Figure 2. IBM Server and Storage Highlights

The Results

This report documents the performance capabilities of IBM Storwize V7000 storage systems running a mix of real-world applications in a VMware vSphere-enabled virtual server environment powered by a pair of IBM x3850 X5 servers. In particular, this report explores how:

  • A single Storwize V7000 attached to a pair of x3850 X5 servers running a mix of real-world application workloads in 16 virtual machines has the IO processing power and bandwidth to simultaneously support up to:

54,208 mailboxes using the Microsoft Exchange 2010 Jetstress  utility

and 5,015 database IOs per second for small OLTP IOs with the Oracle Orion utility

and 849 MB/sec of throughput for large OLAP Oracle Orion operations

and 5,015 simulated web server IOPs

and 644 MB/sec of throughput for simulated backup jobs

o  with the predictably fast response times and scalability


  • Easy Tier with 24 flash drives more than tripled the mixed IO capacity of the V7000 (3.21 times more) as it noticeably improved application-level performance:

33% faster Exchange database response times

43% faster Oracle OLTP IO response times

  • In a virtual server environment, the Storwize V7000 achieved a maximum aggregate throughput of 2.98 GB/sec during bandwidth-intensive throughput testing and 1.9 GB/sec during mixed application workload testing.

The predictably fast, mixed workload performance scalability of the virtualized environment tested by ESG Lab is summarized in Figure 3. The results will be explored in detail later in this report, but for now it should be noted that the performance of the Storwize V7000 scaled well as a mix of real-world application workloads ran in parallel on up to 16 virtual machines.

Figure 3. Storwize V7000 Mixed Workload Scalability

The balance of this report explores how mixed workload testing was accomplished, what the results mean, and why they matter to your business.

ESG Lab Validation

The real-world performance capabilities of the IBM Storwize V7000 were assessed by ESG Lab at an IBM facility located in Tucson, Arizona.
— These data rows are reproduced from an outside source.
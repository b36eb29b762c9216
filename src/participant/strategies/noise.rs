//! Noise trader: random limit and market orders near the reference price.
//!
//! All randomness comes from a `ChaCha8Rng` seeded at construction, so a run
//! is reproducible given the seed and the book it trades against.

use std::sync::Arc;

use rand::{Rng, SeedableRng};
use rand_chacha::ChaCha8Rng;
use tracing::debug;

use crate::orderbook::OrderBook;
use crate::participant::strategies::{as_participant, offset_bps, reference_price};
use crate::participant::{Agent, Trader};
use crate::types::{Order, OrderId, Side};

#[derive(Debug, Clone)]
pub struct NoiseTraderConfig {
    /// Chance, in percent, of acting on a tick
    pub order_probability_pct: u32,
    /// Chance, in percent, that an action is a market order
    pub market_order_pct: u32,
    /// Chance, in percent, of cancelling the oldest open order each tick
    pub cancel_pct: u32,
    /// Limit prices deviate from the reference by up to this many basis points
    pub max_offset_bps: i64,
    pub min_volume: u64,
    pub max_volume: u64,
}

impl Default for NoiseTraderConfig {
    fn default() -> Self {
        Self {
            order_probability_pct: 40,
            market_order_pct: 10,
            cancel_pct: 20,
            max_offset_bps: 200,
            min_volume: 1,
            max_volume: 20,
        }
    }
}

pub struct NoiseTrader {
    trader: Arc<Trader>,
    config: NoiseTraderConfig,
    rng: ChaCha8Rng,
    open_orders: Vec<OrderId>,
}

impl NoiseTrader {
    pub fn with_seed(trader: Arc<Trader>, config: NoiseTraderConfig, seed: u64) -> Self {
        Self {
            trader,
            config,
            rng: ChaCha8Rng::seed_from_u64(seed),
            open_orders: Vec::new(),
        }
    }

    /// Orders this trader placed that may still rest on the book.
    pub fn open_orders(&self) -> &[OrderId] {
        &self.open_orders
    }

    fn roll(&mut self, pct: u32) -> bool {
        self.rng.gen_range(0..100) < pct
    }

    fn maybe_cancel(&mut self, book: &OrderBook) {
        self.open_orders.retain(|id| book.contains_order(*id));
        if self.open_orders.is_empty() || !self.roll(self.config.cancel_pct) {
            return;
        }
        let oldest = self.open_orders.remove(0);
        book.cancel_order(oldest);
    }

    fn act(&mut self, book: &OrderBook) {
        let side = if self.rng.gen_bool(0.5) { Side::Buy } else { Side::Sell };
        let low = self.config.min_volume.max(1);
        let volume = self.rng.gen_range(low..=self.config.max_volume.max(low));

        if self.roll(self.config.market_order_pct) {
            let participant = as_participant(&self.trader);
            let filled = match side {
                Side::Buy => book.market_buy(participant, volume),
                Side::Sell => book.market_sell(participant, volume),
            };
            debug!(%side, volume, filled, "noise market order");
            return;
        }

        let reference = reference_price(book);
        let max = self.config.max_offset_bps;
        let price = offset_bps(reference, self.rng.gen_range(-max..=max));
        let Ok(order) = Order::limit(side, price, volume, as_participant(&self.trader)) else {
            return;
        };
        let placed = match side {
            Side::Buy => book.submit_buy_order(order, book.last_price()),
            Side::Sell => book.submit_sell_order(order, book.last_price()),
        };
        match placed {
            Ok(id) => self.open_orders.push(id),
            Err(err) => debug!(%side, %price, volume, %err, "noise order rejected"),
        }
    }
}

impl Agent for NoiseTrader {
    fn trader(&self) -> &Arc<Trader> {
        &self.trader
    }

    fn on_tick(&mut self, book: &OrderBook, _tick: u64) {
        self.maybe_cancel(book);
        if self.roll(self.config.order_probability_pct) {
            self.act(book);
        }
    }
}
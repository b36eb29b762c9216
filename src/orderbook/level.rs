//! Price level management for orders at the same price.
//!
//! ## Design
//!
//! A `PriceLevel` is the single node a side keeps for one price. Orders that
//! land on an occupied price join its FIFO queue instead of creating a new
//! entry, so the earlier order keeps time priority while every order keeps its
//! own id, owner and remaining volume.
//!
//! ## Queue Structure
//!
//! ```text
//! head (oldest) <-> order2 <-> order3 <-> tail (newest)
//! ```
//!
//! - New orders are appended at the tail
//! - Matching consumes orders from the head
//! - Any order can be removed in O(1) using the slab key

use rust_decimal::Decimal;
use slab::Slab;

use crate::orderbook::OrderNode;

/// A price level containing orders at a single price.
///
/// The order data lives in the slab; this struct only holds queue metadata.
#[derive(Debug, Clone)]
pub struct PriceLevel {
    /// Price for this level
    pub price: Decimal,

    /// Total remaining volume at this level
    pub total_volume: u64,

    /// Head of the order queue (oldest order, slab key)
    pub head: Option<usize>,

    /// Tail of the order queue (newest order, slab key)
    pub tail: Option<usize>,

    /// Number of orders at this price level
    pub order_count: usize,
}

impl PriceLevel {
    pub fn new(price: Decimal) -> Self {
        Self {
            price,
            total_volume: 0,
            head: None,
            tail: None,
            order_count: 0,
        }
    }

    #[inline]
    pub fn is_empty(&self) -> bool {
        self.order_count == 0
    }

    /// Append an order to the tail of the queue.
    ///
    /// Returns false, leaving the level untouched, if `key` is not in the slab.
    pub fn push_back(&mut self, key: usize, slab: &mut Slab<OrderNode>) -> bool {
        let tail = self.tail;
        let Some(node) = slab.get_mut(key) else {
            return false;
        };
        let volume = node.volume();
        node.prev = tail;
        node.next = None;

        match tail.and_then(|tail_key| slab.get_mut(tail_key)) {
            Some(tail_node) => tail_node.next = Some(key),
            None => self.head = Some(key),
        }

        self.tail = Some(key);
        self.order_count += 1;
        self.total_volume = self.total_volume.saturating_add(volume);
        true
    }

    /// Unlink an order from the queue by slab key.
    ///
    /// # Returns
    ///
    /// The remaining volume of the removed order, or `None` if `key` is unknown
    pub fn remove(&mut self, key: usize, slab: &mut Slab<OrderNode>) -> Option<u64> {
        let node = slab.get_mut(key)?;
        let volume = node.volume();
        let prev_key = node.prev.take();
        let next_key = node.next.take();

        match prev_key.and_then(|prev| slab.get_mut(prev)) {
            Some(prev_node) => prev_node.next = next_key,
            None => self.head = next_key,
        }

        match next_key.and_then(|next| slab.get_mut(next)) {
            Some(next_node) => next_node.prev = prev_key,
            None => self.tail = prev_key,
        }

        self.order_count = self.order_count.saturating_sub(1);
        self.total_volume = self.total_volume.saturating_sub(volume);

        Some(volume)
    }

    /// The head order's slab key, the first to be matched at this price.
    #[inline]
    pub fn peek_head(&self) -> Option<usize> {
        self.head
    }

    /// Update the total volume after a partial fill
    pub fn reduce_volume(&mut self, filled: u64) {
        self.total_volume = self.total_volume.saturating_sub(filled);
    }

    /// Walk the queue head to tail.
    pub fn iter<'a>(&self, slab: &'a Slab<OrderNode>) -> LevelIter<'a> {
        LevelIter {
            slab,
            cursor: self.head,
        }
    }
}

/// FIFO iterator over one level, yielding `(slab key, node)`.
pub struct LevelIter<'a> {
    slab: &'a Slab<OrderNode>,
    cursor: Option<usize>,
}

impl<'a> Iterator for LevelIter<'a> {
    type Item = (usize, &'a OrderNode);

    fn next(&mut self) -> Option<Self::Item> {
        let key = self.cursor?;
        let node = self.slab.get(key)?;
        self.cursor = node.next;
        Some((key, node))
    }
}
The methodology presented in this report was designed to assess the performance capabilities of a single IBM Storwize V7000 storage system shared by multiple virtual servers running a mix of real-world application workloads.


Conventional server benchmarks were designed to measure the performance of a single application running on a single operating system inside a single physical computer. SPEC CPU2000 and CPU2006 are well known examples of this type of server benchmarking tool. Much like traditional server benchmarks, conventional storage system benchmarks were designed to measure the performance of a single storage system running a single application workload.  The SPC-1 benchmark, developed and managed by the Storage Performance Council with IBM playing a key role, is a great example. SPC-1 was designed to assess the performance capabilities of a single storage system as it services an online interactive database application.

Traditional benchmarks running a single application workload can't help IT managers understand what happens when a mix of applications are deployed together in a virtual server environment. To overcome these limitations, VMware created a mixed workload benchmark called VMmark.  VMmark uses a tile-based scheme for measuring application performance and provides a consistent methodology that captures both the overall scalability and individual application performance of a virtual server solution. As shown in Figure 4, compared to a traditional benchmark, which tests a single application running on a single physical server, VMmark measures performance as a mix of application workloads are run in parallel within virtual machines deployed on the same physical server.

Figure 4. Traditional Benchmarking vs. VMmark Tile-based Benchmarking

The novel VMmark tile concept is simple, yet elegant. A tile is defined as a mix of industry standard benchmarks that emulate common business applications (e.g., e-mail, database, web server). The number of tiles running on a single machine is increased until the server runs out of performance. A score is derived so that IT managers can compare servers with a focus on their performance capabilities when running virtualized applications.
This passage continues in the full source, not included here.